Exposure to retinoic acid (RA) during pregnancy increases the risk of serious neural tube defects (NTDs) in the developing fetus. The precise molecular mechanism for this process is unclear; however, RA is associated with oxidative stress mediated by reactive oxygen species. Nuclear factor erythroid 2-related factor 2 (NRF2) is a master regulator of oxidative stress that directs the expression of antioxidant genes and detoxifying proteins to maintain redox homeostasis. We established a rat model of NTDs in which pregnant dams were administered all-trans (at)RA on gestational day 10, and oxidative stress levels and the spatiotemporal expression of NRF2 and its downstream targets were examined in the resulting embryos and in maternal blood.
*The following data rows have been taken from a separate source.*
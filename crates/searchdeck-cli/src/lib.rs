//! Operator console for the retrieval search service.
//!
//! - `config`: endpoint and credential defaults from the environment.
//! - `assets`: bundled message catalog and version descriptor.
//! - `search_api`: query submission against the search endpoint.
//! - `resource_api`: document fetch against the resource endpoint.
//! - `feedback`: view payload assembly from answers and hits.

pub mod assets;
pub mod config;
pub mod feedback;
pub mod resource_api;
pub mod search_api;
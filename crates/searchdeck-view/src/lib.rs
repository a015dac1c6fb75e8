use serde::{Deserialize, Serialize};
use serde_json::Value;

/// One render-ready payload per console invocation. The presentation shell
/// consumes this JSON verbatim; nothing here is wire format.
#[derive(Debug, Clone, Serialize, Deserialize, PartialEq)]
pub struct View {
    pub items: Vec<SourceItem>,
    #[serde(skip_serializing_if = "Option::is_none")]
    pub answer: Option<AnswerPanel>,
    #[serde(skip_serializing_if = "Option::is_none")]
    pub document: Option<DocumentPanel>,
    #[serde(skip_serializing_if = "Option::is_none")]
    pub meta: Option<ViewMeta>,
    #[serde(skip_serializing_if = "Option::is_none")]
    pub parameters: Option<Value>,
    /// Transient completion line the shell shows once and discards.
    #[serde(skip_serializing_if = "Option::is_none")]
    pub notice: Option<String>,
    #[serde(skip_serializing_if = "Option::is_none")]
    pub warning: Option<String>,
}

impl View {
    pub fn new(items: Vec<SourceItem>) -> Self {
        Self {
            items,
            answer: None,
            document: None,
            meta: None,
            parameters: None,
            notice: None,
            warning: None,
        }
    }

    pub fn with_answer(mut self, answer: AnswerPanel) -> Self {
        self.answer = Some(answer);
        self
    }

    pub fn with_document(mut self, document: DocumentPanel) -> Self {
        self.document = Some(document);
        self
    }

    pub fn with_meta(mut self, meta: ViewMeta) -> Self {
        self.meta = Some(meta);
        self
    }

    pub fn with_parameters(mut self, parameters: Value) -> Self {
        self.parameters = Some(parameters);
        self
    }

    pub fn with_notice(mut self, notice: impl Into<String>) -> Self {
        self.notice = Some(notice.into());
        self
    }

    pub fn with_warning(mut self, warning: impl Into<String>) -> Self {
        self.warning = Some(warning.into());
        self
    }

    pub fn to_json(&self) -> serde_json::Result<String> {
        serde_json::to_string(self)
    }
}

/// One retrieved chunk row in the results list.
#[derive(Debug, Clone, Serialize, Deserialize, PartialEq)]
pub struct SourceItem {
    pub title: String,
    #[serde(skip_serializing_if = "Option::is_none")]
    pub snippet: Option<String>,
    #[serde(skip_serializing_if = "Option::is_none")]
    pub open_url: Option<String>,
    #[serde(skip_serializing_if = "Option::is_none")]
    pub doc_name: Option<String>,
    #[serde(skip_serializing_if = "Option::is_none")]
    pub page: Option<String>,
    #[serde(skip_serializing_if = "Option::is_none")]
    pub score: Option<f64>,
}

impl SourceItem {
    pub fn new(title: impl Into<String>) -> Self {
        Self {
            title: title.into(),
            snippet: None,
            open_url: None,
            doc_name: None,
            page: None,
            score: None,
        }
    }

    pub fn with_snippet(mut self, snippet: impl Into<String>) -> Self {
        self.snippet = Some(snippet.into());
        self
    }

    pub fn with_open_url(mut self, open_url: impl Into<String>) -> Self {
        self.open_url = Some(open_url.into());
        self
    }

    pub fn with_doc_name(mut self, doc_name: impl Into<String>) -> Self {
        self.doc_name = Some(doc_name.into());
        self
    }

    pub fn with_page(mut self, page: impl Into<String>) -> Self {
        self.page = Some(page.into());
        self
    }

    pub fn with_score(mut self, score: f64) -> Self {
        self.score = Some(score);
        self
    }
}

/// Generated answer plus the provenance the answering model reported.
#[derive(Debug, Clone, Serialize, Deserialize, PartialEq)]
pub struct AnswerPanel {
    pub text: String,
    #[serde(skip_serializing_if = "Option::is_none")]
    pub doc_name: Option<String>,
    #[serde(skip_serializing_if = "Option::is_none")]
    pub db_name: Option<String>,
    #[serde(skip_serializing_if = "Option::is_none")]
    pub chunk_id: Option<String>,
    #[serde(skip_serializing_if = "Option::is_none")]
    pub page: Option<String>,
    #[serde(skip_serializing_if = "Option::is_none")]
    pub segment: Option<String>,
    #[serde(skip_serializing_if = "Option::is_none")]
    pub model_name: Option<String>,
    #[serde(skip_serializing_if = "Option::is_none")]
    pub total_attempts: Option<i64>,
    #[serde(skip_serializing_if = "Option::is_none")]
    pub from_cache: Option<bool>,
    #[serde(default, skip_serializing_if = "Vec::is_empty")]
    pub citations: Vec<Citation>,
}

impl AnswerPanel {
    pub fn new(text: impl Into<String>) -> Self {
        Self {
            text: text.into(),
            doc_name: None,
            db_name: None,
            chunk_id: None,
            page: None,
            segment: None,
            model_name: None,
            total_attempts: None,
            from_cache: None,
            citations: Vec::new(),
        }
    }

    pub fn with_doc_name(mut self, doc_name: impl Into<String>) -> Self {
        self.doc_name = Some(doc_name.into());
        self
    }

    pub fn with_db_name(mut self, db_name: impl Into<String>) -> Self {
        self.db_name = Some(db_name.into());
        self
    }

    pub fn with_chunk_id(mut self, chunk_id: impl Into<String>) -> Self {
        self.chunk_id = Some(chunk_id.into());
        self
    }

    pub fn with_page(mut self, page: impl Into<String>) -> Self {
        self.page = Some(page.into());
        self
    }

    pub fn with_segment(mut self, segment: impl Into<String>) -> Self {
        self.segment = Some(segment.into());
        self
    }

    pub fn with_model_name(mut self, model_name: impl Into<String>) -> Self {
        self.model_name = Some(model_name.into());
        self
    }

    pub fn with_total_attempts(mut self, total_attempts: i64) -> Self {
        self.total_attempts = Some(total_attempts);
        self
    }

    pub fn with_from_cache(mut self, from_cache: bool) -> Self {
        self.from_cache = Some(from_cache);
        self
    }

    pub fn with_citation(mut self, citation: Citation) -> Self {
        self.citations.push(citation);
        self
    }
}

/// Pointer from the answer back into a source document region.
#[derive(Debug, Clone, Serialize, Deserialize, PartialEq)]
pub struct Citation {
    pub chunk_id: String,
    #[serde(skip_serializing_if = "Option::is_none")]
    pub doc_name: Option<String>,
    #[serde(skip_serializing_if = "Option::is_none")]
    pub bbox_format: Option<String>,
    #[serde(skip_serializing_if = "Option::is_none")]
    pub bbox: Option<Vec<Value>>,
}

impl Citation {
    pub fn new(chunk_id: impl Into<String>) -> Self {
        Self {
            chunk_id: chunk_id.into(),
            doc_name: None,
            bbox_format: None,
            bbox: None,
        }
    }

    pub fn with_doc_name(mut self, doc_name: impl Into<String>) -> Self {
        self.doc_name = Some(doc_name.into());
        self
    }

    pub fn with_bbox_format(mut self, bbox_format: impl Into<String>) -> Self {
        self.bbox_format = Some(bbox_format.into());
        self
    }

    pub fn with_bbox(mut self, bbox: Vec<Value>) -> Self {
        self.bbox = Some(bbox);
        self
    }
}

/// Fetched document summary for the document screen.
#[derive(Debug, Clone, Serialize, Deserialize, PartialEq, Eq)]
pub struct DocumentPanel {
    pub file_name: String,
    pub doc_name: String,
    pub mime: String,
    pub image: bool,
    pub byte_len: u64,
    #[serde(skip_serializing_if = "Option::is_none")]
    pub saved_to: Option<String>,
}

impl DocumentPanel {
    pub fn new(file_name: impl Into<String>, doc_name: impl Into<String>) -> Self {
        Self {
            file_name: file_name.into(),
            doc_name: doc_name.into(),
            mime: String::new(),
            image: false,
            byte_len: 0,
            saved_to: None,
        }
    }

    pub fn with_mime(mut self, mime: impl Into<String>) -> Self {
        self.mime = mime.into();
        self
    }

    pub fn with_image(mut self, image: bool) -> Self {
        self.image = image;
        self
    }

    pub fn with_byte_len(mut self, byte_len: u64) -> Self {
        self.byte_len = byte_len;
        self
    }

    pub fn with_saved_to(mut self, saved_to: impl Into<String>) -> Self {
        self.saved_to = Some(saved_to.into());
        self
    }
}

/// Invocation bookkeeping shown in the view footer.
#[derive(Debug, Clone, Serialize, Deserialize, PartialEq)]
pub struct ViewMeta {
    #[serde(skip_serializing_if = "Option::is_none")]
    pub app_version: Option<String>,
    #[serde(skip_serializing_if = "Option::is_none")]
    pub served_at: Option<String>,
    #[serde(skip_serializing_if = "Option::is_none")]
    pub served_in_secs: Option<f64>,
}

impl ViewMeta {
    pub fn new() -> Self {
        Self {
            app_version: None,
            served_at: None,
            served_in_secs: None,
        }
    }

    pub fn with_app_version(mut self, app_version: impl Into<String>) -> Self {
        self.app_version = Some(app_version.into());
        self
    }

    pub fn with_served_at(mut self, served_at: impl Into<String>) -> Self {
        self.served_at = Some(served_at.into());
        self
    }

    pub fn with_served_in_secs(mut self, served_in_secs: f64) -> Self {
        self.served_in_secs = Some(served_in_secs);
        self
    }
}

impl Default for ViewMeta {
    fn default() -> Self {
        Self::new()
    }
}
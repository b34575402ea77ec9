use crate::{descriptor::MaskDescriptor, random::BufferedRandom, raster::Raster};

/// One particle placement, fixed for the lifetime of a mask.
#[derive(Clone, Copy, Debug, PartialEq, Eq)]
pub struct Particle {
    /// Start time within the loop, in milliseconds.
    pub start: i64,
    pub sprite_index: usize,
    pub x: i32,
    pub y: i32,
}

pub(crate) fn generate_particle(
    descriptor: &MaskDescriptor,
    index: i32,
    random: &mut BufferedRandom,
) -> Particle {
    Particle {
        start: i64::from(index) * descriptor.loop_duration()
            / i64::from(descriptor.particles_count),
        sprite_index: random.index(descriptor.particle_sprites_count) as usize,
        x: random.index(descriptor.canvas_size),
        y: random.index(descriptor.canvas_size),
    }
}

/// Sprite canvas edge: the maximum particle size plus a margin so the
/// anti-aliased rounded-rect edge is not clipped.
pub(crate) fn sprite_canvas_size(descriptor: &MaskDescriptor) -> i32 {
    2 + descriptor.particle_size_max.ceil() as i32
}

/// Width/height of one sprite variant. Variants below the midpoint taper
/// width from max toward min while height stays at min; variants above the
/// midpoint taper height while width stays at min.
pub(crate) fn sprite_dimensions(descriptor: &MaskDescriptor, index: i32) -> (f64, f64) {
    let count = descriptor.particle_sprites_count;
    let middle = count / 2;
    let min = descriptor.particle_size_min;
    let delta = descriptor.particle_size_max - min;
    let width = if index < middle {
        min + delta * f64::from(middle - index) / f64::from(middle)
    } else {
        min
    };
    let height = if index > middle {
        min + delta * f64::from(index - middle) / f64::from(count - 1 - middle)
    } else {
        min
    };
    (width, height)
}

pub(crate) fn render_sprite(descriptor: &MaskDescriptor, index: i32, size: i32) -> Raster {
    assert!(
        index >= 0 && index < descriptor.particle_sprites_count,
        "sprite variant index out of range"
    );

    let (width, height) = sprite_dimensions(descriptor, index);
    let radius = descriptor.particle_size_min / 2.0;

    let mut raster = Raster::new(size, size);
    for y in 0..size {
        for x in 0..size {
            let alpha = coverage(f64::from(x), f64::from(y), 1.0, 1.0, width, height, radius);
            if alpha > 0 {
                raster.put_pixel(x, y, [alpha, alpha, alpha, alpha]); // premultiplied white
            }
        }
    }
    raster
}

const SUBSAMPLES: i32 = 4;

/// Anti-aliased coverage of one pixel against a rounded rect, by uniform
/// subsampling of the pixel area.
fn coverage(px: f64, py: f64, x0: f64, y0: f64, width: f64, height: f64, radius: f64) -> u8 {
    let step = 1.0 / f64::from(SUBSAMPLES);
    let mut hits = 0u32;
    for sy in 0..SUBSAMPLES {
        for sx in 0..SUBSAMPLES {
            let sample_x = px + (f64::from(sx) + 0.5) * step;
            let sample_y = py + (f64::from(sy) + 0.5) * step;
            if inside_rounded_rect(sample_x, sample_y, x0, y0, width, height, radius) {
                hits += 1;
            }
        }
    }
    let total = (SUBSAMPLES * SUBSAMPLES) as u32;
    ((hits * 255 + total / 2) / total) as u8
}

fn inside_rounded_rect(
    px: f64,
    py: f64,
    x0: f64,
    y0: f64,
    width: f64,
    height: f64,
    radius: f64,
) -> bool {
    if px < x0 || px > x0 + width || py < y0 || py > y0 + height {
        return false;
    }
    // Closest point of the radius-inset inner rect; corner test is a circle.
    let cx = px.clamp(x0 + radius, x0 + width - radius);
    let cy = py.clamp(y0 + radius, y0 + height - radius);
    let dx = px - cx;
    let dy = py - cy;
    dx * dx + dy * dy <= radius * radius
}

#[cfg(test)]
mod tests {
    use super::*;

    fn descriptor(sprites: i32, min: f64, max: f64) -> MaskDescriptor {
        MaskDescriptor {
            particle_sprites_count: sprites,
            particle_size_min: min,
            particle_size_max: max,
            ..MaskDescriptor::default_mask()
        }
    }

    #[test]
    fn variant_extremes_taper_in_opposite_axes() {
        let descriptor = descriptor(5, 2.0, 6.0);

        let (w0, h0) = sprite_dimensions(&descriptor, 0);
        assert_eq!((w0, h0), (6.0, 2.0)); // widest

        let (w2, h2) = sprite_dimensions(&descriptor, 2);
        assert_eq!((w2, h2), (2.0, 2.0)); // midpoint is min x min

        let (w4, h4) = sprite_dimensions(&descriptor, 4);
        assert_eq!((w4, h4), (2.0, 6.0)); // tallest
    }

    #[test]
    fn single_variant_is_min_square() {
        let descriptor = descriptor(1, 2.0, 6.0);
        assert_eq!(sprite_dimensions(&descriptor, 0), (2.0, 2.0));
    }

    #[test]
    fn sprite_center_is_opaque_and_corners_clear() {
        let descriptor = descriptor(1, 4.0, 4.0);
        let size = sprite_canvas_size(&descriptor);
        assert_eq!(size, 6);

        let sprite = render_sprite(&descriptor, 0, size);
        // Rect spans (1,1)..(5,5) with radius 2: the center is covered, the
        // canvas corners are outside the shape entirely.
        assert_eq!(sprite.pixel(3, 3)[3], 255);
        assert_eq!(sprite.pixel(0, 0)[3], 0);
        assert_eq!(sprite.pixel(5, 5)[3], 0);
    }

    #[test]
    fn sprite_is_grayscale_premultiplied() {
        let descriptor = descriptor(3, 2.0, 4.0);
        let size = sprite_canvas_size(&descriptor);
        let sprite = render_sprite(&descriptor, 1, size);
        for px in sprite.pixels() {
            assert!(px[0] == px[1] && px[1] == px[2] && px[2] == px[3]);
        }
    }

    #[test]
    fn phase_starts_are_evenly_spaced() {
        let descriptor = MaskDescriptor {
            particles_count: 4,
            frames_count: 8,
            frame_duration: 50,
            ..MaskDescriptor::default_mask()
        };
        let mut random = BufferedRandom::from_words(vec![0; 12]);
        let starts: Vec<i64> = (0..4)
            .map(|i| generate_particle(&descriptor, i, &mut random).start)
            .collect();
        assert_eq!(starts, vec![0, 100, 200, 300]);
    }
}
In the NTD group, total antioxidative capacity decreased and 8-hydroxy-2'-deoxyguanosine increased in maternal serum and fetal spinal cord tissues. Plasma GSH content, the GSH/GSSG ratio, and glutathione peroxidase activity in fetal spinal cords were lower in the NTD group relative to controls. We detected NRF2 protein reduction and concomitant upregulation of Kelch-like ECH-associated protein 1 (KEAP1) - a cytoplasmic inhibitor of NRF2 - in the NTD group. The mRNA and protein levels of downstream targets of NRF2 were downregulated in the spinal cords of NTD embryos. These data demonstrate substantial oxidative stress and NRF2 signaling pathway disruption in a model of NTDs induced by atRA. The inhibitory effects of atRA on NRF2 signaling may lower cellular defenses against RA-induced oxidative stress and could play important roles in NTD occurrence during embryonic development.